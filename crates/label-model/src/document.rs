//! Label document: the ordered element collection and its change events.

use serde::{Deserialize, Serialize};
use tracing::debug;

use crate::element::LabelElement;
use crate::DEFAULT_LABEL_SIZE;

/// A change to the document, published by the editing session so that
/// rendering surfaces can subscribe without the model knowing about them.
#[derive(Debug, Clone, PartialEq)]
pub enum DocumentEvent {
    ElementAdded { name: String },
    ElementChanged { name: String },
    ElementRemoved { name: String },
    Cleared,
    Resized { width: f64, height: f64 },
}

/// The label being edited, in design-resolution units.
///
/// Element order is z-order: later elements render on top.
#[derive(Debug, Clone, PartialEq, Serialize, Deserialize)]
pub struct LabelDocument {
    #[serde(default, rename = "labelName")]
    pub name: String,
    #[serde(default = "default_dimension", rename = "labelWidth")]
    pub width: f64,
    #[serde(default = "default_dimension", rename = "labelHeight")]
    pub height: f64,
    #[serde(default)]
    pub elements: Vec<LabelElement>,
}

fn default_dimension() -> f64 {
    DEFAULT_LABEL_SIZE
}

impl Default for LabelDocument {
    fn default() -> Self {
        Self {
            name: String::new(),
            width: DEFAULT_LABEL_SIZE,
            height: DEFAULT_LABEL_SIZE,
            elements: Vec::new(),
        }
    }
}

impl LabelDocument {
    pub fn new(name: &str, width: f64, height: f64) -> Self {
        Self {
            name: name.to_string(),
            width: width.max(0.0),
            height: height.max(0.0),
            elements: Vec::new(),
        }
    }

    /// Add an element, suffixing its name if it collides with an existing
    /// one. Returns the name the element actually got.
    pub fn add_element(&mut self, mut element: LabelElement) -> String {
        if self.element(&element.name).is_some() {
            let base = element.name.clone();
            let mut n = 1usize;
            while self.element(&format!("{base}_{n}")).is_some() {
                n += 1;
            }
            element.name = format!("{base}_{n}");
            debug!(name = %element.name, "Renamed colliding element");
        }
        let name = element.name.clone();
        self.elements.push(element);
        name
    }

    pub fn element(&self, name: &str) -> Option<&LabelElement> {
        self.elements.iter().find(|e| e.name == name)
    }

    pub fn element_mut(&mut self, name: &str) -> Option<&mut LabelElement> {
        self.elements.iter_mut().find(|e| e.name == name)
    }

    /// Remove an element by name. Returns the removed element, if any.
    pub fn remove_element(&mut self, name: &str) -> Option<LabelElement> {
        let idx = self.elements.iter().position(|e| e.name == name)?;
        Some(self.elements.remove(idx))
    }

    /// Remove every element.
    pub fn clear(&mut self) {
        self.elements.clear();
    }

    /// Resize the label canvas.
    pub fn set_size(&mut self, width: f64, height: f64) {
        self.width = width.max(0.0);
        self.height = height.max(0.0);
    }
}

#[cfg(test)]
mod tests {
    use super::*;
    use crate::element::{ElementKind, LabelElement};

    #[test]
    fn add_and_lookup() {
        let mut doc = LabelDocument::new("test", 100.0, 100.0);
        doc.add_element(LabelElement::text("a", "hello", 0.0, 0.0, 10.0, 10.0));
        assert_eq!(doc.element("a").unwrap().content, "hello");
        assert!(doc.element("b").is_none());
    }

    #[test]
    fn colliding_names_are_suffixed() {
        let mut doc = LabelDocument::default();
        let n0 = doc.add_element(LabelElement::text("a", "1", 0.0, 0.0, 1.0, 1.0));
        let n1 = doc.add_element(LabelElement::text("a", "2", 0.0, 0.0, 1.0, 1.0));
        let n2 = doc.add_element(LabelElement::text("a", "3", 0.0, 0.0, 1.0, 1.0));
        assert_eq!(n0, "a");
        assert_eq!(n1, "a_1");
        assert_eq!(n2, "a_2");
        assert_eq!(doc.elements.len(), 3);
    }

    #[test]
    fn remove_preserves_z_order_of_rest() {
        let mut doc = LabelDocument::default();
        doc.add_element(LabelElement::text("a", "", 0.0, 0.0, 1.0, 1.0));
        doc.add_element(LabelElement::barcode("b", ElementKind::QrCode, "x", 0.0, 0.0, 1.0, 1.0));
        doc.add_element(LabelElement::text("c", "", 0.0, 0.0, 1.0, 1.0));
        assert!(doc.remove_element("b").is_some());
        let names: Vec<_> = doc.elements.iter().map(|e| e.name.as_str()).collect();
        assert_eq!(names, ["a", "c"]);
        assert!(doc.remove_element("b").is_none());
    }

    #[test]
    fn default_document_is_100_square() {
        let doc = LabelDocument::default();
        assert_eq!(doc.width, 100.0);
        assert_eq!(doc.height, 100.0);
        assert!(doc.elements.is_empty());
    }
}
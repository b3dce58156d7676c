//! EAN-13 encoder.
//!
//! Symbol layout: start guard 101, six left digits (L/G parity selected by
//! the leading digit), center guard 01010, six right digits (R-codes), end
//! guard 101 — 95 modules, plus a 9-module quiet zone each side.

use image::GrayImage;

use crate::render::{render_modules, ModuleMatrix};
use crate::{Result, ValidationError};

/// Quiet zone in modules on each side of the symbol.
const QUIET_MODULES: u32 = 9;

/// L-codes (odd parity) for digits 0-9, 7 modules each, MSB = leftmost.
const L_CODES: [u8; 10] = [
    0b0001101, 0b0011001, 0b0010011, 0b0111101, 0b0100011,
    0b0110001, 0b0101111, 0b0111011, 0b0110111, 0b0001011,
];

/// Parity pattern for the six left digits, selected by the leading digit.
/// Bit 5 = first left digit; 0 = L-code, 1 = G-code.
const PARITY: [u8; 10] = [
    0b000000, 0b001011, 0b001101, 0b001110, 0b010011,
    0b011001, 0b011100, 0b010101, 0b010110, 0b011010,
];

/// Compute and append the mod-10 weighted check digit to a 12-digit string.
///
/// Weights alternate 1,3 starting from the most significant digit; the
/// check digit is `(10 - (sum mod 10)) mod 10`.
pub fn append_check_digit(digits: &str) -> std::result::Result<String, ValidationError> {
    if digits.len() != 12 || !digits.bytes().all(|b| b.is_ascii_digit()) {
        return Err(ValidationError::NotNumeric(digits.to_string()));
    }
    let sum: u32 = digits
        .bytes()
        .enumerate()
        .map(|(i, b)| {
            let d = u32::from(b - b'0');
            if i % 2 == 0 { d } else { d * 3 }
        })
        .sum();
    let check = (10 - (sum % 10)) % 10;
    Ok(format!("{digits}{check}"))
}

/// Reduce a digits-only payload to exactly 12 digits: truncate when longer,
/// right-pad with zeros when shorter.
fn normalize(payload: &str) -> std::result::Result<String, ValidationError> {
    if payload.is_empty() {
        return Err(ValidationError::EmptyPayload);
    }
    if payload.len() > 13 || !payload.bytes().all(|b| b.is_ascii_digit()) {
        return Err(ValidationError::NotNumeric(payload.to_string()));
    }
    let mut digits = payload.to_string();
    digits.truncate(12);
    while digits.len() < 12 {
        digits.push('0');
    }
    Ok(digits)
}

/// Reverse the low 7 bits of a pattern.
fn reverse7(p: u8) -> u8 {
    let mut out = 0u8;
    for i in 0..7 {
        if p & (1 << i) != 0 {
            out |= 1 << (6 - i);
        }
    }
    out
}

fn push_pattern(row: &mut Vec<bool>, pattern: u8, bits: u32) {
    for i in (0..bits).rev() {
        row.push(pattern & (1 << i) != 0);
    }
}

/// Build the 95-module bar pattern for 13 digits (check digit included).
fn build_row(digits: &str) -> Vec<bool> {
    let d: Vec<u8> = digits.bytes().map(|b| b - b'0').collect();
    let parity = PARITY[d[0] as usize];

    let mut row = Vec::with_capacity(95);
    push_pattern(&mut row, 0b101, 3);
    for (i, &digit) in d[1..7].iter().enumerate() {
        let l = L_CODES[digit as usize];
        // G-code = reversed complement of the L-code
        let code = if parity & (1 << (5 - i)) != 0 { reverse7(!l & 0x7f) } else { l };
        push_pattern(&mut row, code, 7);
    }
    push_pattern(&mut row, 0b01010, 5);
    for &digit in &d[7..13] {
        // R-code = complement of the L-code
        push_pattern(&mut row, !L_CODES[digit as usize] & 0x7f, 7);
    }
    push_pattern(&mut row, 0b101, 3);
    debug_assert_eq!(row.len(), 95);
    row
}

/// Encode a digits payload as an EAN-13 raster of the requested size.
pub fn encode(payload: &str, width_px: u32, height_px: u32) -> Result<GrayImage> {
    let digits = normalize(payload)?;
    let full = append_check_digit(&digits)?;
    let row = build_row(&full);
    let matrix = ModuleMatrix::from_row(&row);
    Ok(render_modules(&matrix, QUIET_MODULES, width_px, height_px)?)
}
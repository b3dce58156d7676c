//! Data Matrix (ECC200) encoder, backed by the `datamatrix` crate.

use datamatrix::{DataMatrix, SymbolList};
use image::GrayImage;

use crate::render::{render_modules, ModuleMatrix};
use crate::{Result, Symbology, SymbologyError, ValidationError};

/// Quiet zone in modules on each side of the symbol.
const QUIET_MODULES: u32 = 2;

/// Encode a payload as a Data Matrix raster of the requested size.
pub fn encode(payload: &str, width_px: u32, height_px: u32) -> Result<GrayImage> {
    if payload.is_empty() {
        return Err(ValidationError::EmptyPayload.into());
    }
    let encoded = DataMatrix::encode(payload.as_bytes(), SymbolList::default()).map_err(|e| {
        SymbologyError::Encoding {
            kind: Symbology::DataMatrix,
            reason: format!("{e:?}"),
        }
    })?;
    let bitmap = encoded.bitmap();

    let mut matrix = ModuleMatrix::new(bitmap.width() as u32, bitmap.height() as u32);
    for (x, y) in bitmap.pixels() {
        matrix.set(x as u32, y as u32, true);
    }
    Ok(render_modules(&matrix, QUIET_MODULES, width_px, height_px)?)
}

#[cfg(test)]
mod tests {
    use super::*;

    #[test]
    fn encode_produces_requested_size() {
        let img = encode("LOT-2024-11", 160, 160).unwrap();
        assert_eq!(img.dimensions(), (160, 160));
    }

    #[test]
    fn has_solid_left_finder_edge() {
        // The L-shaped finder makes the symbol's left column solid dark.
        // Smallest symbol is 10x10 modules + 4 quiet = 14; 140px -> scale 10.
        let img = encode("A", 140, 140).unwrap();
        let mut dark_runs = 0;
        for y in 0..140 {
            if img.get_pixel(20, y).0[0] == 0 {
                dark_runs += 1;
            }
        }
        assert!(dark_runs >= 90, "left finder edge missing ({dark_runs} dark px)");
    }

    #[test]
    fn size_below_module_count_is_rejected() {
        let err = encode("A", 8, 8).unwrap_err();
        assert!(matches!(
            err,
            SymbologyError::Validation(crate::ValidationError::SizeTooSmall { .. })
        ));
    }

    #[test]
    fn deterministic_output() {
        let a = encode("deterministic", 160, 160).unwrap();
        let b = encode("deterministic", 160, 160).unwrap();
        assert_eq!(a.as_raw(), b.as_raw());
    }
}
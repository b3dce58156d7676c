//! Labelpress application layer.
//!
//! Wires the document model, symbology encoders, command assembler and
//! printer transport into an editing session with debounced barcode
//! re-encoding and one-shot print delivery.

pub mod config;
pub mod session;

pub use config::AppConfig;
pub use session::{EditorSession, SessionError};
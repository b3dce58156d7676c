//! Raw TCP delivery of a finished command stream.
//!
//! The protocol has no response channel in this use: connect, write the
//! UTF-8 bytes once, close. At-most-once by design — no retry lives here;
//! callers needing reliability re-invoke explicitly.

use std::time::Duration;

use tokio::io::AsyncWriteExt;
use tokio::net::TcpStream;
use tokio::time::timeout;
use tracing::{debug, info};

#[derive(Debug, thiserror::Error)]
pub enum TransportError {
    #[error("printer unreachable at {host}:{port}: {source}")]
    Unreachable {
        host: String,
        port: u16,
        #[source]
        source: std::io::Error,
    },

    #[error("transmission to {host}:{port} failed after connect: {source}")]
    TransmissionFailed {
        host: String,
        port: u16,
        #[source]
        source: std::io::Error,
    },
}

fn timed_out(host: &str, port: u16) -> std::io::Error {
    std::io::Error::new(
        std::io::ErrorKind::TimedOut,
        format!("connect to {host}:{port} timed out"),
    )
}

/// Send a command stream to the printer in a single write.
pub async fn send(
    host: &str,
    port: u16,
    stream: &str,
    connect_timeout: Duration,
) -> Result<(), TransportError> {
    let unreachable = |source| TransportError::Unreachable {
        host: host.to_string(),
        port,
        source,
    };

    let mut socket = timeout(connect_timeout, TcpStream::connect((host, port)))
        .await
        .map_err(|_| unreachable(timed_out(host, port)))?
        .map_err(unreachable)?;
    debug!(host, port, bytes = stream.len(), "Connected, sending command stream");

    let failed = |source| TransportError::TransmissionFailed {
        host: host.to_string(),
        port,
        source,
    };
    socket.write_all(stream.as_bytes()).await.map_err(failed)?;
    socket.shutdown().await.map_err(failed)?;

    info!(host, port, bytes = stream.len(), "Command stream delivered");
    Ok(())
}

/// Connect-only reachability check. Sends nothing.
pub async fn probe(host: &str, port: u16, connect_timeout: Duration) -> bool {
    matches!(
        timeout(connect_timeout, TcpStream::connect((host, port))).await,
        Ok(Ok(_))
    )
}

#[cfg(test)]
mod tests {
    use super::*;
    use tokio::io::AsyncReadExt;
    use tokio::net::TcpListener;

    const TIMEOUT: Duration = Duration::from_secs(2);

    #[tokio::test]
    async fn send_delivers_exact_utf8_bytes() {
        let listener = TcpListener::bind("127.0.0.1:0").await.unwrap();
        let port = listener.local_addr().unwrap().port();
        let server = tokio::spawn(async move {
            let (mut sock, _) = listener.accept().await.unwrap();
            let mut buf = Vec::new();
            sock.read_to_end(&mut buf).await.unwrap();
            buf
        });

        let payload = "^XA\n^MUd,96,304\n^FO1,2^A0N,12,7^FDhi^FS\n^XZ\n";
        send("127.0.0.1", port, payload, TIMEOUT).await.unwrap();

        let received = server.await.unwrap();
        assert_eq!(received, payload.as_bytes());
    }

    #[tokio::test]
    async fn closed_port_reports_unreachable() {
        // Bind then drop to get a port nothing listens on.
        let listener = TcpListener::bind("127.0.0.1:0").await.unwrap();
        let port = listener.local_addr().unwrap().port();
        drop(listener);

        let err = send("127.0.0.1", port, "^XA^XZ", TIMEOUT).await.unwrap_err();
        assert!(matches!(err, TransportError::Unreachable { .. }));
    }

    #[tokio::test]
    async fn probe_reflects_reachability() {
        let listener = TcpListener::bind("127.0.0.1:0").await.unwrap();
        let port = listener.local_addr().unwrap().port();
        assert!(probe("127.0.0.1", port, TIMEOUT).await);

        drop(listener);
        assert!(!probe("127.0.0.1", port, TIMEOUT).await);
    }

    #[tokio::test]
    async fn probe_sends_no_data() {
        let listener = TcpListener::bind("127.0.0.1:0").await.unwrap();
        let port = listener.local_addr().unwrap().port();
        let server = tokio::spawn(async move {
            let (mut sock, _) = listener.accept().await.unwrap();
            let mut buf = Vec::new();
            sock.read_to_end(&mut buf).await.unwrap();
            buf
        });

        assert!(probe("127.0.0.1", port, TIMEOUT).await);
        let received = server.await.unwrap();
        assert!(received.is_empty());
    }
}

----

_Required action_: Where a line in the records above includes the string "printer", show it.

_Task result_:
//! printer transport into an editing session with debounced barcode
    #[error("printer unreachable at {host}:{port}: {source}")]
/// Send a command stream to the printer in a single write.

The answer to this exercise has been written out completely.